Kyle Stine
Associate Program Director and DUS
Contact Information
- [email protected]
- 65 Gilman Hall
- 410-462-7577
- Personal Website
Research Interests: film and media theory; new media and social change; philosophy of technology
Kyle Stine is a scholar of cinema and technology, whose research focuses on the limits of imaging, whether in extreme durational cinema or in the microscopically dense arrays of integrated circuits. He has held fellowships with Mellon/ACLS, Media@McGill at McGill University, and the Smithsonian Institution’s Lemelson Center for the Study of Invention and Innovation. His writings have appeared in a broad range of journals on film, media, art, and technology, including Critical Inquiry, Discourse, Grey Room, IEEE Annals of the History of Computing, October, and the Journal of Cinema and Media Studies. He is coeditor, with Axel Volmar, of the book Media Infrastructures and the Politics of Digital Time: Essays on Hardwired Temporalities (Amsterdam University Press, 2021), available for free download in Open Access.
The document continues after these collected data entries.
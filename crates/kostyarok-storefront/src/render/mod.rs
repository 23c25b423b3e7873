//! HTML rendering for the storefront views.
//!
//! Each section renders to a `String` fragment; [`render`] dispatches on the
//! current [`View`] and wraps the page in the shared chrome.

mod about;
mod add_product;
mod catalog;
mod contacts;
mod home;
mod html;
mod layout;
mod products;
mod sellers;

pub use about::render_about;
pub use add_product::render_add_product;
pub use catalog::render_catalog;
pub use contacts::render_contacts;
pub use home::render_home;
pub use layout::{render_cart_panel, render_footer, render_nav};
pub use products::{render_product_card, render_product_grid};
pub use sellers::render_sellers;

use kostyarok_commerce::catalog::seller_directory;

use crate::state::AppState;
use crate::view::View;

/// Render the main content of the current view.
pub fn render_view(state: &AppState) -> String {
    match state.view() {
        View::Home => render_home(state.catalog()),
        View::Catalog => render_catalog(state.criteria(), &state.filtered_products()),
        View::About => render_about(),
        View::Sellers => render_sellers(&seller_directory(state.catalog())),
        View::AddProduct => render_add_product(),
        View::Contacts => render_contacts(),
    }
}

/// Render the full page for a session.
pub fn render(state: &AppState) -> String {
    format!(
        r#"<div class="app" data-view="{view}">
{nav}
{cart}
<main class="container">
{content}
</main>
{footer}
</div>"#,
        view = state.view().id(),
        nav = render_nav(state.view(), state.checkout()),
        cart = render_cart_panel(state.checkout()),
        content = render_view(state),
        footer = render_footer(),
    )
}

#[cfg(test)]
mod tests {
    use super::*;
    use crate::state::Action;

    #[test]
    fn test_every_view_renders_its_marker() {
        for view in View::ALL {
            let state = AppState::new().with_view(view);
            let content = render_view(&state);
            assert!(
                content.contains(&format!(r#"data-view="{}""#, view.id())),
                "view {} did not render",
                view
            );

            let page = render(&state);
            assert!(page.contains(&content));
            assert!(page.contains("site-nav"));
            assert!(page.contains("site-footer"));
        }
    }

    #[test]
    fn test_catalog_view_follows_criteria() {
        let mut state = AppState::new().with_view(View::Catalog);
        state.apply(Action::SetSearch("компас".into()));
        let html = render_view(&state);
        assert_eq!(html.matches("product-card").count(), 1);
        assert!(html.contains("Латунный Компас"));
    }
}
//! Catalog page: search box, filter panel, category chips and results.

use kostyarok_commerce::catalog::{CategoryFilter, Product};
use kostyarok_commerce::search::{
    FilterCriteria, PRICE_SLIDER_MAX, PRICE_SLIDER_STEP, RATING_SLIDER_MAX, RATING_SLIDER_STEP,
};

use super::html::{html_escape, icon};
use super::products::render_product_grid;

/// Render the catalog page for the given criteria and filtered products.
pub fn render_catalog(criteria: &FilterCriteria, products: &[Product]) -> String {
    let results = if products.is_empty() {
        render_empty_state()
    } else {
        render_product_grid(products, true)
    };

    format!(
        r#"<div class="page catalog" data-view="catalog">
    <div class="catalog-toolbar">
        <label class="search-box">{search_icon}<input type="search" name="search" placeholder="Поиск товаров или продавцов..." value="{search}"></label>
        {filters}
    </div>
    {chips}
    {results}
</div>"#,
        search_icon = icon("Search"),
        search = html_escape(&criteria.search),
        filters = render_filter_panel(criteria),
        chips = render_category_chips(criteria.category),
    )
}

fn render_filter_panel(criteria: &FilterCriteria) -> String {
    let options: String = CategoryFilter::options()
        .map(|c| {
            let selected = if c == criteria.category { " selected" } else { "" };
            format!(
                r#"<option value="{}"{}>{}</option>"#,
                c.as_str(),
                selected,
                c.display_name()
            )
        })
        .collect();

    let min = criteria.price_range.min.amount();
    let max = criteria.price_range.max.amount();
    let rating = criteria.min_rating;
    let active = if criteria.is_default() { "" } else { " active" };

    format!(
        r#"<details class="filter-panel{active}">
            <summary class="btn outline neon-border">{filter_icon}Фильтры</summary>
            <h3 class="neon-glow">Фильтры поиска</h3>
            <p>Настройте параметры для точного поиска</p>
            <label>Категория<select name="category">{options}</select></label>
            <label>Цена: {min}₽ - {max}₽
                <input type="range" name="min_price" min="0" max="{PRICE_SLIDER_MAX}" step="{PRICE_SLIDER_STEP}" value="{min}">
                <input type="range" name="max_price" min="0" max="{PRICE_SLIDER_MAX}" step="{PRICE_SLIDER_STEP}" value="{max}">
            </label>
            <label>Минимальный рейтинг: {rating}
                <input type="range" name="min_rating" min="0" max="{RATING_SLIDER_MAX}" step="{RATING_SLIDER_STEP}" value="{rating}">
            </label>
        </details>"#,
        filter_icon = icon("Filter"),
    )
}

fn render_category_chips(selected: CategoryFilter) -> String {
    let chips: Vec<String> = CategoryFilter::options()
        .map(|c| {
            let class = if c == selected { "chip selected neon-border" } else { "chip outline" };
            format!(
                r#"<button class="{class}" data-action="category" data-category="{id}">{icon}{name}</button>"#,
                id = c.as_str(),
                icon = icon(c.icon()),
                name = c.display_name(),
            )
        })
        .collect();

    format!(r#"<div class="category-chips">{}</div>"#, chips.join(""))
}

fn render_empty_state() -> String {
    r#"<div class="empty-state">
        <p class="empty-title">Товары не найдены</p>
        <p class="empty-hint">Попробуйте изменить параметры поиска</p>
    </div>"#
        .to_string()
}

#[cfg(test)]
mod tests {
    use super::*;
    use kostyarok_commerce::catalog::{Catalog, CategoryId};

    #[test]
    fn test_catalog_lists_filtered_products() {
        let catalog = Catalog::seeded();
        let criteria = FilterCriteria::new().with_category(CategoryId::Watches);
        let html = render_catalog(&criteria, &catalog.filter(&criteria));

        assert_eq!(html.matches("product-card").count(), 2);
        let chip = r#"chip selected neon-border" data-action="category" data-category="watches""#;
        assert!(html.contains(chip));
        assert!(html.contains("filter-panel active"));
    }

    #[test]
    fn test_catalog_empty_state() {
        let criteria = FilterCriteria::new().with_search("нет такого");
        let html = render_catalog(&criteria, &[]);
        assert!(html.contains("Товары не найдены"));
        assert!(!html.contains("product-grid"));
    }

    #[test]
    fn test_search_text_is_escaped() {
        let criteria = FilterCriteria::new().with_search(r#""><script>"#);
        let html = render_catalog(&criteria, &[]);
        assert!(!html.contains("<script>"));
        assert!(html.contains("&quot;&gt;&lt;script&gt;"));
    }
}
//! Catalog and category listings.

use anyhow::Result;
use kostyarok_commerce::catalog::{Catalog, Category, CategoryFilter, Product};
use serde::Serialize;

use crate::context::Context;

const WIDTHS: [usize; 6] = [3, 24, 7, 24, 6, 12];

/// Run the catalog command.
pub fn run_catalog(ctx: &Context) -> Result<()> {
    let catalog = Catalog::seeded();

    if ctx.output.is_json() {
        ctx.output.json(&catalog.products());
        return Ok(());
    }

    ctx.output.header(&format!("Catalog ({} products)", catalog.len()));
    print_products(ctx, catalog.products());

    Ok(())
}

#[derive(Serialize)]
struct CategoryRow {
    #[serde(flatten)]
    category: Category,
    product_count: usize,
}

/// Run the categories command.
pub fn run_categories(ctx: &Context) -> Result<()> {
    let catalog = Catalog::seeded();
    let rows: Vec<CategoryRow> = catalog
        .categories()
        .iter()
        .map(|c| CategoryRow {
            category: c.clone(),
            product_count: catalog
                .products()
                .iter()
                .filter(|p| p.category == c.id)
                .count(),
        })
        .collect();

    if ctx.output.is_json() {
        ctx.output.json(&rows);
        return Ok(());
    }

    ctx.output.header("Categories");
    ctx.output.list_item(&format!(
        "{} {}",
        CategoryFilter::All.as_str(),
        CategoryFilter::All.display_name()
    ));
    for row in &rows {
        ctx.output.list_item(&format!(
            "{} {} ({})",
            row.category.id, row.category.name, row.product_count
        ));
    }

    Ok(())
}

/// Print products as a table.
pub fn print_products(ctx: &Context, products: &[Product]) {
    let header = ["ID", "NAME", "PRICE", "SELLER", "RATING", "CATEGORY"];
    ctx.output.table_row(&header, &WIDTHS);
    for p in products {
        ctx.output.table_row(
            &[
                &p.id.to_string(),
                &p.name,
                &p.price.display(),
                &p.seller,
                &format!("{:.1}", p.rating),
                p.category.as_str(),
            ],
            &WIDTHS,
        );
    }
}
Kyle's courses bring together film history, media theory, and science and technology studies. His offerings on new media include podcasting, computer animation, the internet, and blockchain. Such courses balance technical considerations with the cultural dimensions relevant to filmmakers and writers. He teaches film-centered courses on sound in cinema, intermediality and film adaptation, environmental cinema, and film and medical imaging. He is the recipient of a Teaching Innovation Grant from JHU’s Center for Teaching Excellence and Innovation, which he has used to build out public-facing components such as the online syllabus and web-magazine-style assignments for A Cultural History of the Internet; the course episode feed for Podcasting: Critical and Creative Practice (available on Apple Podcasts and Spotify); and the NFT gallery on Objkt.com for Digital Art on the Blockchain, which he co-taught with Jimmy Joe Roche. Syllabi from previous semesters can be found on his website.